Gloire passée ou Gloire future?

Giorgio Pantano expérimente actuellement la dure solitude des pilotes qui aspirent à une montée en F1 mais n’y parviennent pas. Pantano avait été galvanisé par le succès de Glock, sacré Champion GP2 2007, et revenu par la grande porte en F1 chez Toyota, après avoir déjà tenté sa chance avec Jordan en F1 sans parvenir à sécuriser une place. Ses propos désormais, font penser à ceux de Frank Montagny lorsqu’il comprit, une première fois chez Renault, une seconde fois chez Super Aguri; que la F1 ne lui ouvrirait jamais ses portes autrement qu’en tant que « stagiaire ».

Pantano a de quoi se sentir abandonné, mais semble ne pas comprendre pour quelle raison. Pour lui, son titre de Champion GP2 2008 aurait dû être le déclic pour relancer sa carrière. L’Italien de 29 ans a lui aussi déjà couru pour Jordan en 2004, année lors de laquelle il subit de plein fouet la domination d’un Heidfeld lui aussi déterminé à sauver sa carrière et sa réputation de pilote trop tendre.

Au vu de ses déclarations récentes, Pantano semble désormais abattu : « je mets au défi quiconque d’avoir un CV aussi bon que le mien. J’ai remporté deux titres mondiaux de karting, j’ai été devant en F3, de même qu’en F3000 et en GP2. Mais maintenant, on me dit qu’il n’y a pas de place en F1... C’est une mauvaise blague? Si vous n’êtes pas dans les petits papiers des bonnes personnes ou que vous n’apportez pas quelques millions de dollars en sponsoring, on est totalement indifférent à votre encontre. Je lis partout des choses sur Buemi et Senna. Mais qu’ont-ils fait? »

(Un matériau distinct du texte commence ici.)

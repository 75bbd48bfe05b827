#![doc = include_str!("../README.md")]

pub(crate) mod error;
pub mod response;

pub use response::{send, stream_response};

// Re-export haven-stream for convenience
pub use haven_stream::{
    CancellationToken, CollectedReply, DecoderConfig, Preset, ReplyEvent, ReplyStream,
    StreamOutcome, TransportError,
};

A l'image de cette photo, Pantano n'est pas au centre de l'attention.


Eh bien, Giorgio, on pourrait penser que 29 ans n’est pas un avantage pour débuter en F1. Que rester quatre ans en GP2 pour finalement remporter le titre lors de la dernière manche face à un Senna toujours tendre et un Di Grassi ayant manqué 6 courses sur la saison n’est pas la façon la plus convaincante de s’illustrer. Bourdais, avec un CV également bien rempli, en est toujours à devoir prouver sa valeur course après course, test après test, face à une génération de pilotes de parfois 10 ans ses cadets. « Je crois que je peux encore faire 6 à 7 saisons au top », rétorque le champion GP2 2008.

De même, je dois dire que j’ai été surpris par les récents propos de Nicolas Prost, fils de qui vous savez, se prenant à rêver publiquement d’un test au volant de la Ferrari F1 -rien que ça-. Il est normal, lorsque l’on est pilote, et dans une (relative) spirale de succès comme Prost, d’avoir un ego relativement centré sur soi-même, au point de faire fi de toutes les contraintes extérieures pouvant représenter des inconvénients majeurs. Le déni de la réalité (sportive, économique) en devient ainsi parfois frappant. Souvenez-vous de Christian Albers. J’espère que Prost ne rêve tout de même pas trop de ce baquet Ferrari (ou de n’importe quel baquet F1) et qu’il ne s’agit que d’une petite phrase lâchée comme ça, par malice, aux journalistes. La déception risque sans quoi d’être énorme.

Nicolas Prost : la même tête que son père; qu'en est-il du coup de volant?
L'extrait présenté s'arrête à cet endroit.